LSTM Model for Next Token Prediction (English-Hausa Translation)
Overview
This is an LSTM-based neural network model developed for next token prediction in a translation task from English to Hausa. This model was trained as part of an assignment to demonstrate proficiency in building language models using LSTM architectures.
Assignment Context
This model was created as part of a course assignment, focusing on using LSTM to predict the next token in bilingual English-Hausa translation data. The task was to:
- Train an LSTM model.
- Evaluate the model with BLEU and ChrF scores.
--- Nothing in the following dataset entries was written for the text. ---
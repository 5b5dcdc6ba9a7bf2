//! Screenshot capture for the companion
//!
//! Coalesces bursts of screenshot requests into a single delayed render of
//! the tab, optionally cropped to the video by the video surface itself.

mod capturer;
mod error;
mod image;
mod traits;

pub use capturer::*;
pub use error::*;
pub use image::*;
pub use traits::*;
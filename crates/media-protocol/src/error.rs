//! Error types for the protocol

use thiserror::Error;

/// Protocol error
#[derive(Debug, Error)]
pub enum ProtocolError {
    #[error("Serialization error: {0}")]
    Serialization(#[from] serde_json::Error),

    #[error("Unexpected command: expected {expected}, got {actual}")]
    UnexpectedCommand { expected: &'static str, actual: String },
}

/// Result type alias for protocol operations
pub type ProtocolResult<T> = Result<T, ProtocolError>;
//! Recorder error types

use thiserror::Error;

#[derive(Debug, Clone, PartialEq, Eq, Error)]
pub enum RecorderError {
    #[error("Already recording")]
    AlreadyActive,

    #[error("Not recording")]
    NotActive,

    #[error("Recording device failed: {0}")]
    DeviceFailure(String),

    #[error("Encoding recorded audio failed: {0}")]
    EncodingFailure(String),
}

pub type RecorderResult<T> = Result<T, RecorderError>;
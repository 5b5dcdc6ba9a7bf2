//! Media capture coordinator
//!
//! Composition root of the companion: wires the screenshot capturer and the
//! audio recorder to the extension settings and exposes the command surface
//! the extension talks to.

pub mod commands;
mod logging;
mod settings;
mod state;

#[cfg(test)]
mod testing;

pub use commands::{CardMedia, CardMediaRequest, CommandError, CommandResult, CoordinatorEvent};
pub use logging::init_tracing;
pub use settings::{SettingsError, SettingsResult, SettingsStore};
pub use state::{AppState, EventNotifier};
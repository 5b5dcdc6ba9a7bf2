//! Recording device trait abstraction

use std::sync::Arc;

use bytes::Bytes;
use tokio::sync::mpsc;

use crate::RecorderResult;

/// A single hardware track of an input stream
pub trait MediaTrack: Send + Sync {
    /// Stop the track and release the hardware behind it
    fn stop(&self);
}

/// Live media stream handed to the recorder
pub trait InputStream: Send + Sync {
    fn id(&self) -> &str;

    fn tracks(&self) -> Vec<Arc<dyn MediaTrack>>;

    /// Route the stream back to the speakers so it stays audible while it
    /// is being captured.
    ///
    /// Called while the recorder holds its state lock: implementations must
    /// not call back into the recorder.
    fn connect_playback(&self) -> RecorderResult<()>;
}

/// Receives recorded data from a device.
///
/// The recording is complete once every clone of the sink has been dropped.
#[derive(Debug, Clone)]
pub struct ChunkSink {
    tx: mpsc::UnboundedSender<Bytes>,
}

impl ChunkSink {
    pub(crate) fn new(tx: mpsc::UnboundedSender<Bytes>) -> Self {
        Self { tx }
    }

    /// Append a chunk. Returns false once the recording has been abandoned.
    pub fn push(&self, chunk: Bytes) -> bool {
        self.tx.send(chunk).is_ok()
    }
}

/// Hardware recorder
pub trait RecordingDevice: Send + Sync {
    /// Start recording `stream`, pushing data into `sink` as it arrives.
    ///
    /// Called while the recorder holds its state lock: implementations must
    /// not call back into the recorder. [`DeviceHandle::stop`] and
    /// [`MediaTrack::stop`] run after the lock is released and may.
    fn start(
        &self,
        stream: Arc<dyn InputStream>,
        sink: ChunkSink,
    ) -> RecorderResult<Box<dyn DeviceHandle>>;
}

/// Handle to a running hardware recorder
pub trait DeviceHandle: Send {
    /// Halt the recorder. The device flushes its final chunk and then drops
    /// its [`ChunkSink`].
    fn stop(&mut self);
}
//! Proxy server
//!
//! Wires the three compiler-facing services to one shared session and
//! remote store, and serves them on a UNIX socket. The socket file is owned
//! by the process: a stale one is removed on bind, ours is removed on
//! shutdown.

use std::future::Future;
use std::io;
use std::path::{Path, PathBuf};
use std::sync::Arc;

use thiserror::Error;
use tokio::net::UnixListener;
use tokio_stream::wrappers::UnixListenerStream;
use tonic::transport::server::Router;
use tonic::transport::Server;
use tracing::info;
use xcelerate_protocol::cas::casdb_service_server::CasdbServiceServer;
use xcelerate_protocol::keyvalue::key_value_db_server::KeyValueDbServer;
use xcelerate_protocol::session::session_server::SessionServer;

use crate::headers::{Credentials, HeaderInjector};
use crate::interceptor::Interceptor;
use crate::remote::RemoteStore;
use crate::service::{CasService, KvService, SessionService};
use crate::session::SessionState;

/// Errors that can occur while binding or serving
#[derive(Debug, Error)]
pub enum ServerError {
    #[error("Failed to remove stale socket {}: {source}", .path.display())]
    Unlink {
        path: PathBuf,
        #[source]
        source: io::Error,
    },

    #[error("Failed to create socket directory {}: {source}", .path.display())]
    CreateDir {
        path: PathBuf,
        #[source]
        source: io::Error,
    },

    #[error("Failed to bind {}: {source}", .path.display())]
    Bind {
        path: PathBuf,
        #[source]
        source: io::Error,
    },

    #[error("Server error: {0}")]
    Transport(#[from] tonic::transport::Error),
}

/// Shared state behind all three services.
pub struct Proxy {
    interceptor: Arc<Interceptor>,
    remote: Arc<dyn RemoteStore>,
}

impl Proxy {
    pub fn new(credentials: Credentials, remote: Arc<dyn RemoteStore>) -> Self {
        let session = Arc::new(SessionState::default());
        let injector = HeaderInjector::new(credentials, Arc::clone(&remote));
        Self {
            interceptor: Arc::new(Interceptor::new(session, injector)),
            remote,
        }
    }

    pub fn session(&self) -> &Arc<SessionState> {
        self.interceptor.session()
    }

    pub fn interceptor(&self) -> &Arc<Interceptor> {
        &self.interceptor
    }

    pub fn cas_service(&self) -> CasService {
        CasService::new(Arc::clone(&self.remote), Arc::clone(&self.interceptor))
    }

    pub fn kv_service(&self) -> KvService {
        KvService::new(Arc::clone(&self.remote), Arc::clone(&self.interceptor))
    }

    pub fn session_service(&self) -> SessionService {
        SessionService::new(Arc::clone(&self.interceptor))
    }

    /// All three services on one tonic router.
    pub fn router(&self) -> Router {
        Server::builder()
            .add_service(CasdbServiceServer::new(self.cas_service()))
            .add_service(KeyValueDbServer::new(self.kv_service()))
            .add_service(SessionServer::new(self.session_service()))
    }
}

fn remove_socket(path: &Path) -> Result<(), ServerError> {
    match std::fs::remove_file(path) {
        Ok(()) => Ok(()),
        Err(err) if err.kind() == io::ErrorKind::NotFound => Ok(()),
        Err(source) => Err(ServerError::Unlink {
            path: path.to_path_buf(),
            source,
        }),
    }
}

/// A bound UNIX socket, ready to serve.
#[derive(Debug)]
pub struct ProxyServer {
    listener: UnixListener,
    path: PathBuf,
}

impl ProxyServer {
    /// Bind `path`, replacing a stale socket file. Must run inside a tokio
    /// runtime.
    pub fn bind(path: impl Into<PathBuf>) -> Result<Self, ServerError> {
        let path = path.into();
        remove_socket(&path)?;

        if let Some(parent) = path.parent().filter(|p| !p.as_os_str().is_empty()) {
            std::fs::create_dir_all(parent).map_err(|source| ServerError::CreateDir {
                path: parent.to_path_buf(),
                source,
            })?;
        }

        let listener = UnixListener::bind(&path).map_err(|source| ServerError::Bind {
            path: path.clone(),
            source,
        })?;
        info!(socket = %path.display(), "listening");
        Ok(Self { listener, path })
    }

    pub fn path(&self) -> &Path {
        &self.path
    }

    /// Serve until `shutdown` resolves, drain in-flight calls, then remove
    /// the socket file.
    pub async fn serve_with_shutdown<F>(self, proxy: &Proxy, shutdown: F) -> Result<(), ServerError>
    where
        F: Future<Output = ()> + Send,
    {
        let incoming = UnixListenerStream::new(self.listener);
        let served = proxy
            .router()
            .serve_with_incoming_shutdown(incoming, shutdown)
            .await;

        info!(socket = %self.path.display(), "shut down");
        remove_socket(&self.path)?;
        Ok(served?)
    }
}
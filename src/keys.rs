//! Remote key namespace.
//!
//! The remote store has a single flat ByteStream namespace. CAS objects and
//! KV entries share it under distinct prefixes:
//!
//! ```text
//! blob/xcelerate-cas-<hex(content id)>
//! blob/xcelerate-kv-<hex(compiler key)>
//! ```

use crate::codec::ContentId;

/// Prefix for CAS objects and raw `Save` blobs.
pub const CAS_PREFIX: &str = "blob/xcelerate-cas-";

/// Prefix for KV entry maps.
pub const KV_PREFIX: &str = "blob/xcelerate-kv-";

/// Resource name for a CAS object, from the raw id bytes the compiler holds.
pub fn cas_key(id: &[u8]) -> String {
    format!("{}{}", CAS_PREFIX, hex::encode(id))
}

/// Resource name for a freshly computed content id.
pub fn cas_key_for(id: &ContentId) -> String {
    format!("{}{}", CAS_PREFIX, id.to_hex())
}

/// Resource name for a KV entry.
pub fn kv_key(key: &[u8]) -> String {
    format!("{}{}", KV_PREFIX, hex::encode(key))
}

#[cfg(test)]
mod tests {
    use super::*;

    #[test]
    fn test_cas_key_is_lowercase_hex() {
        assert_eq!(cas_key(&[0xAB, 0x01]), "blob/xcelerate-cas-ab01");
    }

    #[test]
    fn test_kv_key_uses_kv_prefix() {
        assert_eq!(kv_key(b"k"), "blob/xcelerate-kv-6b");
        assert_eq!(kv_key(b""), "blob/xcelerate-kv-");
    }

    #[test]
    fn test_namespaces_are_disjoint() {
        assert_ne!(cas_key(b"k"), kv_key(b"k"));
    }

    #[test]
    fn test_cas_key_for_matches_raw_form() {
        let id = ContentId::of(b"payload");
        assert_eq!(cas_key_for(&id), cas_key(id.as_bytes()));
    }
}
- Push the model to Hugging Face Hub.
Model Architecture
- Type: LSTM
- Hidden Dimensions: 256
- Layers: 2
- Embedding Dimension: Based on tokenizer vocabulary size
- Loss Function: Cross-Entropy Loss with padding token ignored
- Optimizer: Adam with learning rate of 0.001
Training Details
- Dataset: opus100 English-Hausa dataset
- Epochs: 10
- Batch Size: 32
- Training Loss Progress: Decreasing steadily across epochs
- Validation Loss: Monitored to prevent overfitting
Evaluation Metrics
| Epoch | BLEU Score | ChrF Score |
|---|---|---|
| 1 | 0.0271 | 15.35 |
| 10 | 0.0998 | 32.03 |
The model achieved its best performance with a BLEU score of 0.0998 and a ChrF score of 32.03 after 10 epochs.
Usage
To use the model, you can load it directly with the Hugging Face Transformers library:
from transformers import AutoModel, AutoTokenizer
tokenizer = AutoTokenizer.from_pretrained("AppalanaiduSaketi/LSTM-model-based-translator")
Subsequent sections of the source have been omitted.